Exercise description:
The lines from the top of the records below through the one containing "let resource = self.get_mut(operation, id, kind)?;" are to be transcribed exactly, and nothing else is to be added.

[Information supplied — start]

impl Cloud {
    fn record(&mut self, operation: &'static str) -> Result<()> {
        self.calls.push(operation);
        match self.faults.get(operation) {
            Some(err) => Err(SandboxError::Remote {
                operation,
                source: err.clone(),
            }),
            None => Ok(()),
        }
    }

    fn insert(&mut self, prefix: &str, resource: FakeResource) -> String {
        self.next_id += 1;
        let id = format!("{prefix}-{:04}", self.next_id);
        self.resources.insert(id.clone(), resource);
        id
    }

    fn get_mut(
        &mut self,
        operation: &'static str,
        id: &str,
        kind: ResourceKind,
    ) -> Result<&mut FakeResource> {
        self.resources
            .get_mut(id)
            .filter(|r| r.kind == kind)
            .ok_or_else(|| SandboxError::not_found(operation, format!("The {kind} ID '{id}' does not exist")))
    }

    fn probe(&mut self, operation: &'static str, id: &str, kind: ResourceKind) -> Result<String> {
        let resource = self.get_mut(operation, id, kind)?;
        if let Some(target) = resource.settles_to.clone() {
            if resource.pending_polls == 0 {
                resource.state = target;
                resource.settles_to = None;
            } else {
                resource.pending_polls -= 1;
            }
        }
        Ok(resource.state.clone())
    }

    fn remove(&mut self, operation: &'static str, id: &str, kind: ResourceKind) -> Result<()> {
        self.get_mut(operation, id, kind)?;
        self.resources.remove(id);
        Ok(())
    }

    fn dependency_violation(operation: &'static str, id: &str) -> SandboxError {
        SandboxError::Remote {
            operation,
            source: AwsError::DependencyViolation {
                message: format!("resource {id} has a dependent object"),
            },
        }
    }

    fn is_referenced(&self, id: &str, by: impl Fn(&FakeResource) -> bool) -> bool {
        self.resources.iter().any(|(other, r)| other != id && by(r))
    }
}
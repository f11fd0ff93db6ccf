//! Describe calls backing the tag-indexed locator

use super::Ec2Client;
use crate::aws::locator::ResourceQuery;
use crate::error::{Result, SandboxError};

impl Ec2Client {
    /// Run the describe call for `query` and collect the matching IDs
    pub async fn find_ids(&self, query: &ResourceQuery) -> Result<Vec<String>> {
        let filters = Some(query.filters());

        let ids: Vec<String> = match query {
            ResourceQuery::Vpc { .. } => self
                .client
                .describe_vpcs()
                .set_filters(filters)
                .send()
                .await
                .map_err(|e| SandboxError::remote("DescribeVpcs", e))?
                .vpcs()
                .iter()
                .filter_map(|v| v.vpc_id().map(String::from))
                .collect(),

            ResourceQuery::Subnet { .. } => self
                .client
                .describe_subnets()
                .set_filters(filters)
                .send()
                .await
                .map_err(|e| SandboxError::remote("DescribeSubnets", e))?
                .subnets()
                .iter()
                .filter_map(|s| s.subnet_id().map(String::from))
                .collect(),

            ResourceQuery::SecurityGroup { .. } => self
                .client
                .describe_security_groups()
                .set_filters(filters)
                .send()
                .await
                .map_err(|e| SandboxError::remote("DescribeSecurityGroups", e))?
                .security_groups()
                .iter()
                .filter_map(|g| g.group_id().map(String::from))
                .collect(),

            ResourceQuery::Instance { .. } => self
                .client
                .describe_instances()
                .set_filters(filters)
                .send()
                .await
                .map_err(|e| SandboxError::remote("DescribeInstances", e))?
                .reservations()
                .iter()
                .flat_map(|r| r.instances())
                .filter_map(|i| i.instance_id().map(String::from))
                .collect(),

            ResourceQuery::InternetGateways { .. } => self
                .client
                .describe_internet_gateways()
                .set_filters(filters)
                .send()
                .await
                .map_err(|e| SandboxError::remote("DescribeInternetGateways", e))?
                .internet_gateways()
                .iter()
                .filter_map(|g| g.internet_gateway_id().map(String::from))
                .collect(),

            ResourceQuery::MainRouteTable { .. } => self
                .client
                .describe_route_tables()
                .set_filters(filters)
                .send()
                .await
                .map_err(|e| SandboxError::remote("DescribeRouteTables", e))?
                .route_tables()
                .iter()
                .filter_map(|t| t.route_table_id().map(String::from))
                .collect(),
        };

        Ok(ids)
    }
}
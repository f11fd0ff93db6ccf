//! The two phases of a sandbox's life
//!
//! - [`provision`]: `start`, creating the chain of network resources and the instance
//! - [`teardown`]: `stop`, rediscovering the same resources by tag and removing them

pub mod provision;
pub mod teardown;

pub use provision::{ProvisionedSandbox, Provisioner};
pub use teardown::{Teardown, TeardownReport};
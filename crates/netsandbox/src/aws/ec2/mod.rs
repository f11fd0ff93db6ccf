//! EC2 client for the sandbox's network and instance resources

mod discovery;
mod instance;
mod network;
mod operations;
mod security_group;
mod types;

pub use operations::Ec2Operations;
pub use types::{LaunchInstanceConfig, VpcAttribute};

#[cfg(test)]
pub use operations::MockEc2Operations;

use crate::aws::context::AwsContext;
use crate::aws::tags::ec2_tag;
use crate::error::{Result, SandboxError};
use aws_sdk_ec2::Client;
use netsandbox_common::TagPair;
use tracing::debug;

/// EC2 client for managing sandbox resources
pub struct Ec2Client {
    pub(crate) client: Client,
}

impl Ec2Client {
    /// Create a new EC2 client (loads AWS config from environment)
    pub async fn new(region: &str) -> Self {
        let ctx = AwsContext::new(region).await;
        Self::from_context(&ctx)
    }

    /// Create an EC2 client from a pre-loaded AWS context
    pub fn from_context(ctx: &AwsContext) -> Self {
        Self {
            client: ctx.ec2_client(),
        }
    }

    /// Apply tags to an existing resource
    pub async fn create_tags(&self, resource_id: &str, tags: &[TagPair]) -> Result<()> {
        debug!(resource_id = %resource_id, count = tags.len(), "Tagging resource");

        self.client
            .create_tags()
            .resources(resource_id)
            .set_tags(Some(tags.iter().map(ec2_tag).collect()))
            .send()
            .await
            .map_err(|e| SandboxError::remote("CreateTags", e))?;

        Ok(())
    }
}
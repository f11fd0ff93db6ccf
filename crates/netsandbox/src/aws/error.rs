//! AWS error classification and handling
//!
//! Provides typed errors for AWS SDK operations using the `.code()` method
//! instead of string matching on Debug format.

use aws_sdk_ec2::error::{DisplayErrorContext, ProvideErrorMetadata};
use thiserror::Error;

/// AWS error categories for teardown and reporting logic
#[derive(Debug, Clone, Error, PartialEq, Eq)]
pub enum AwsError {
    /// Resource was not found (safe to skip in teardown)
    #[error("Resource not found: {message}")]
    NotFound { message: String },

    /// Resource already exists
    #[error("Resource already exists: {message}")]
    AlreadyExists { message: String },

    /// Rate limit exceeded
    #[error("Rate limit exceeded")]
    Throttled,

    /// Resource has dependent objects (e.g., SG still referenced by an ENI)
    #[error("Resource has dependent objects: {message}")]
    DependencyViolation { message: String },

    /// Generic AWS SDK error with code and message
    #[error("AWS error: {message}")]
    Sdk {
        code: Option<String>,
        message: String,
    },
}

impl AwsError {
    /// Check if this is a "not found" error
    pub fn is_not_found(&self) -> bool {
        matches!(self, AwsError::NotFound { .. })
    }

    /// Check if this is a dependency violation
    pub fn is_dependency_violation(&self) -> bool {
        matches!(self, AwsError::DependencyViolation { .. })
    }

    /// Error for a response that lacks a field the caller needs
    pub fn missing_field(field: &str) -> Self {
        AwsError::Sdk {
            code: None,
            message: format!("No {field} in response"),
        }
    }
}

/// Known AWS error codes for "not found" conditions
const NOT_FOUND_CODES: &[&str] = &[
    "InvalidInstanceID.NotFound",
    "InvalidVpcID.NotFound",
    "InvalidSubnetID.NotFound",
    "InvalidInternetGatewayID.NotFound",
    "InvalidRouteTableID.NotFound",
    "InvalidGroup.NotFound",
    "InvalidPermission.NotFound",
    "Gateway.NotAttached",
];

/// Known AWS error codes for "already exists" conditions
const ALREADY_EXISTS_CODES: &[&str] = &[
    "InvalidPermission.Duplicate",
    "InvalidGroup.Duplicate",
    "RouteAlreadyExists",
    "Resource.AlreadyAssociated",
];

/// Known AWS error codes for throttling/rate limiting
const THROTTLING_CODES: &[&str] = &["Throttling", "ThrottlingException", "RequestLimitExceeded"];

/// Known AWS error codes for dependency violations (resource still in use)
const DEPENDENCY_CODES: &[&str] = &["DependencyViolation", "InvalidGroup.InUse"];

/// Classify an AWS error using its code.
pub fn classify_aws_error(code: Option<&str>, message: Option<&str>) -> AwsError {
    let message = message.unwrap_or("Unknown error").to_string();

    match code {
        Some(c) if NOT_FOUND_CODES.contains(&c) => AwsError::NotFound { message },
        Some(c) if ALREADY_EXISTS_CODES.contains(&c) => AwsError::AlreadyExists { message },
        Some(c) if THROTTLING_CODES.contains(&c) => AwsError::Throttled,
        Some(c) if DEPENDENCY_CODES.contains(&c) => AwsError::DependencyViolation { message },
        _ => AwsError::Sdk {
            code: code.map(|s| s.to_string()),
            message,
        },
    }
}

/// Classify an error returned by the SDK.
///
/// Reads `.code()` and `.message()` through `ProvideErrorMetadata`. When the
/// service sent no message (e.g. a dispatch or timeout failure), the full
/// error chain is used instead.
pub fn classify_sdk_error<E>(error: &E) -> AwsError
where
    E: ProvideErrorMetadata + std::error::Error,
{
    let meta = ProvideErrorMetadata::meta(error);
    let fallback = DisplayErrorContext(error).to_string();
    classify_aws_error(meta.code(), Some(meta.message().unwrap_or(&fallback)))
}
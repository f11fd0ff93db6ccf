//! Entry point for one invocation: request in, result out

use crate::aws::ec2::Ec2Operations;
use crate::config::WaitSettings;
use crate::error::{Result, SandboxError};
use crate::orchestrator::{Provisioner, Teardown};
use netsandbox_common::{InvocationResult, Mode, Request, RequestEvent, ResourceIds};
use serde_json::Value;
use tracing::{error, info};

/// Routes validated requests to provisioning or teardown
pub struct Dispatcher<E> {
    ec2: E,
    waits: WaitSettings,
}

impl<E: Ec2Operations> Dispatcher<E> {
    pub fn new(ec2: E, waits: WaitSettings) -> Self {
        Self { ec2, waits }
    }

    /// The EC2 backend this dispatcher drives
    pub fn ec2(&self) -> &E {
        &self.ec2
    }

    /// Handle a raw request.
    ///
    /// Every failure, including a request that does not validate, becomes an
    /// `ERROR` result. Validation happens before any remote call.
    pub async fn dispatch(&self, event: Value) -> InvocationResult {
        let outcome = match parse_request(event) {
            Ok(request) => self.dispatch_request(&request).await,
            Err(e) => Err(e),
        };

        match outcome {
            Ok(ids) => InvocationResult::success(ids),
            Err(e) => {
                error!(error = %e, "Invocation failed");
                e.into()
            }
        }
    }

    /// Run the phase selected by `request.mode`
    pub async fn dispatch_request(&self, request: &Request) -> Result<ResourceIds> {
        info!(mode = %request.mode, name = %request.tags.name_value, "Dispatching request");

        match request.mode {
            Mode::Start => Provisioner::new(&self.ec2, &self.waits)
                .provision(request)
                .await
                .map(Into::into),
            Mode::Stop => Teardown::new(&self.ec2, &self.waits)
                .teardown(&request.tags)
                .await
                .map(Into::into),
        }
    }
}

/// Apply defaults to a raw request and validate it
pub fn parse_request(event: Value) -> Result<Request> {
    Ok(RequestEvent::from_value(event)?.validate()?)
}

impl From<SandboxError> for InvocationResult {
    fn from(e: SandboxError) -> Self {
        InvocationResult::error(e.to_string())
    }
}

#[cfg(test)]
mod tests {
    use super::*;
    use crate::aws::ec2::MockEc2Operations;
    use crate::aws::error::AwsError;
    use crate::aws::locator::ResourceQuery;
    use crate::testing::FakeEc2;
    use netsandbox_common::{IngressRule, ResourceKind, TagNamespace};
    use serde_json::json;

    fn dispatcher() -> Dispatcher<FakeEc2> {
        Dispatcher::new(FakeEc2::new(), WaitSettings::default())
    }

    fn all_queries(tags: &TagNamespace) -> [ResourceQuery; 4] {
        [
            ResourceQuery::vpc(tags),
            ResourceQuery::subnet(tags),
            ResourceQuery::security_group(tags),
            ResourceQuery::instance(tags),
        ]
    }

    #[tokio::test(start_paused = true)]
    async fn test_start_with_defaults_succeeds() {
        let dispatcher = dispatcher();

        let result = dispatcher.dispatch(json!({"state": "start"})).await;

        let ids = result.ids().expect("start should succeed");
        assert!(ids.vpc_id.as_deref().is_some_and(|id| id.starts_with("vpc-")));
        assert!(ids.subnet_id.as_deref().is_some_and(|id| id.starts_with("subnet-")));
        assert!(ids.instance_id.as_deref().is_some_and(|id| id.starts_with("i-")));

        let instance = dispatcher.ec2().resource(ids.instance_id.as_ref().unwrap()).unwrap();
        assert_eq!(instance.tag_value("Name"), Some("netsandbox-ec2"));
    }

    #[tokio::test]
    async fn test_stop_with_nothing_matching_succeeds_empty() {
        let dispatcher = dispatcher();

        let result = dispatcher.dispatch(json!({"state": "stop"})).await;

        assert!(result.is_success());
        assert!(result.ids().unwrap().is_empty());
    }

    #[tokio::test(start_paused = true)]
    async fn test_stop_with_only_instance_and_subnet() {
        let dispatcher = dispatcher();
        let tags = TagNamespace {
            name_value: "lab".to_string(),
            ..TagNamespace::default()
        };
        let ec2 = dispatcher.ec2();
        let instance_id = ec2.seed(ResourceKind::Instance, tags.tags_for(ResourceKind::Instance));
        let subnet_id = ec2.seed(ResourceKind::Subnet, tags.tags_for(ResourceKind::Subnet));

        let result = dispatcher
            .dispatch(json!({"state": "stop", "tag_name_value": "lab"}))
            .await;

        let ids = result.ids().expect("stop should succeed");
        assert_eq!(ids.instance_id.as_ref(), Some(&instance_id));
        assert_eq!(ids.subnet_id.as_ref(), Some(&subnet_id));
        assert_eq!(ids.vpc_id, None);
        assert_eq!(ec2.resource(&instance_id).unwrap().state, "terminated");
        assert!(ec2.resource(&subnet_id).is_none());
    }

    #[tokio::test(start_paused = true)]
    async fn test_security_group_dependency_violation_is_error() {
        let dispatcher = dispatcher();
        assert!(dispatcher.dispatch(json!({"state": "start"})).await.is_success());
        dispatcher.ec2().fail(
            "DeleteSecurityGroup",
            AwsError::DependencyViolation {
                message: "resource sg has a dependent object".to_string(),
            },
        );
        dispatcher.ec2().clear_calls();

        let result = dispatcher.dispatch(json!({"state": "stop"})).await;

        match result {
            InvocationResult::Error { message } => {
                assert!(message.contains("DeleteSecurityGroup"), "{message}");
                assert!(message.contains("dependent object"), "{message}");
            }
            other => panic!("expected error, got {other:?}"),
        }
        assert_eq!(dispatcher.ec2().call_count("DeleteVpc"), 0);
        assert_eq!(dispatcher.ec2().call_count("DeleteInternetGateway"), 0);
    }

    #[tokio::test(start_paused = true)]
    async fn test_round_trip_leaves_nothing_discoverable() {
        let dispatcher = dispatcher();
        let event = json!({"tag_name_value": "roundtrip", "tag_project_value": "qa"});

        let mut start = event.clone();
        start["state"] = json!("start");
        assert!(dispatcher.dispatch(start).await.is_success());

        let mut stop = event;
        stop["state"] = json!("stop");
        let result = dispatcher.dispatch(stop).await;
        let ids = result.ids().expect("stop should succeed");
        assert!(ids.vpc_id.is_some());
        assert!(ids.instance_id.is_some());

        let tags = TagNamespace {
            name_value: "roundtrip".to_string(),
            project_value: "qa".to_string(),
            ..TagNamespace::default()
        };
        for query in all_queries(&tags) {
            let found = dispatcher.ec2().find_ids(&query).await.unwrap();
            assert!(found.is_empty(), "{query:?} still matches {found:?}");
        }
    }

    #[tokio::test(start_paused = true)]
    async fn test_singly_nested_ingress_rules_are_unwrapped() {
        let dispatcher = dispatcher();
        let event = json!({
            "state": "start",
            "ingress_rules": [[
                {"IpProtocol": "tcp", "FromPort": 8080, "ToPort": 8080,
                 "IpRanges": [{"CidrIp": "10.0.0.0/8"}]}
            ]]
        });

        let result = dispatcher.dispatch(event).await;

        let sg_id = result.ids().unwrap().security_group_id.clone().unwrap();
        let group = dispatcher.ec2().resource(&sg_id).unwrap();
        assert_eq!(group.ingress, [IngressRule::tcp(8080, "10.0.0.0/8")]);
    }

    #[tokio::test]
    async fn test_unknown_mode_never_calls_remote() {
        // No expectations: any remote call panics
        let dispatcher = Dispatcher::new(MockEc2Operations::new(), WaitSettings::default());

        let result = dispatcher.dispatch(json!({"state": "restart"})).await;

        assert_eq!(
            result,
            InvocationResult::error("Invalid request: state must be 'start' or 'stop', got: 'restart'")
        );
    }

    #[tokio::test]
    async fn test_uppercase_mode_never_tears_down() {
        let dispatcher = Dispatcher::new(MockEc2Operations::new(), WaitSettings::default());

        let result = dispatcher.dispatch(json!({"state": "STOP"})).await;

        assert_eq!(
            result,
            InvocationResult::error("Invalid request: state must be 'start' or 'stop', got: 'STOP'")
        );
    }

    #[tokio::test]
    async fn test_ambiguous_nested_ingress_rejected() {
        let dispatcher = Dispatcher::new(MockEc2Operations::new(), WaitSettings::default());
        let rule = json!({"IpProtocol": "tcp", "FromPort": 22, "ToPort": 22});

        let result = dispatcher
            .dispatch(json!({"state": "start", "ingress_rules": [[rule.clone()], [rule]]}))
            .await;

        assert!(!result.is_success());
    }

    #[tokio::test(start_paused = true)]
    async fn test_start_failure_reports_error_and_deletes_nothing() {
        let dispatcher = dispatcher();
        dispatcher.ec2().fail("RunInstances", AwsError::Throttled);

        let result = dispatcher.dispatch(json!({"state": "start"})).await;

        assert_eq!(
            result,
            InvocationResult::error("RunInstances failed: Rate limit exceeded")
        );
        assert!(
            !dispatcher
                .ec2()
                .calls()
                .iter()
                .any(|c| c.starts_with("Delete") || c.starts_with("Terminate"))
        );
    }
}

[Information supplied — finish]

Answer below:
impl Cloud {
    fn record(&mut self, operation: &'static str) -> Result<()> {
        self.calls.push(operation);
        match self.faults.get(operation) {
            Some(err) => Err(SandboxError::Remote {
                operation,
                source: err.clone(),
            }),
            None => Ok(()),
        }
    }

    fn insert(&mut self, prefix: &str, resource: FakeResource) -> String {
        self.next_id += 1;
        let id = format!("{prefix}-{:04}", self.next_id);
        self.resources.insert(id.clone(), resource);
        id
    }

    fn get_mut(
        &mut self,
        operation: &'static str,
        id: &str,
        kind: ResourceKind,
    ) -> Result<&mut FakeResource> {
        self.resources
            .get_mut(id)
            .filter(|r| r.kind == kind)
            .ok_or_else(|| SandboxError::not_found(operation, format!("The {kind} ID '{id}' does not exist")))
    }

    fn probe(&mut self, operation: &'static str, id: &str, kind: ResourceKind) -> Result<String> {
        let resource = self.get_mut(operation, id, kind)?;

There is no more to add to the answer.